══ Supplied material ══
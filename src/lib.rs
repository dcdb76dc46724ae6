//! QCR: Quality Check Report
//!
//! Fills outgoing inspection report templates with header data, the
//! sampling plan for the lot, defect records and classified photos.

pub mod cli;
pub mod core;
pub mod report;
pub mod schema;
pub mod sheet;
pub mod yaml;
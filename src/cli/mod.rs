//! CLI module - argument parsing and command dispatch

pub mod args;
pub mod commands;
pub mod helpers;
pub mod output;

pub use args::{Cli, Commands, GlobalOpts, OutputFormat};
═══
Return the material above in full, exactly as it appears.

• **Output for this task**:
filename src/lib.rs
repository dcdb76dc46724ae6
//! QCR: Quality Check Report
//!
//! Fills outgoing inspection report templates with header data, the
//! sampling plan for the lot, defect records and classified photos.

pub mod cli;
pub mod core;
pub mod report;
pub mod schema;
pub mod sheet;
pub mod yaml;
filename src/cli/mod.rs
//! CLI module - argument parsing and command dispatch

pub mod args;
pub mod commands;
pub mod helpers;
pub mod output;

pub use args::{Cli, Commands, GlobalOpts, OutputFormat};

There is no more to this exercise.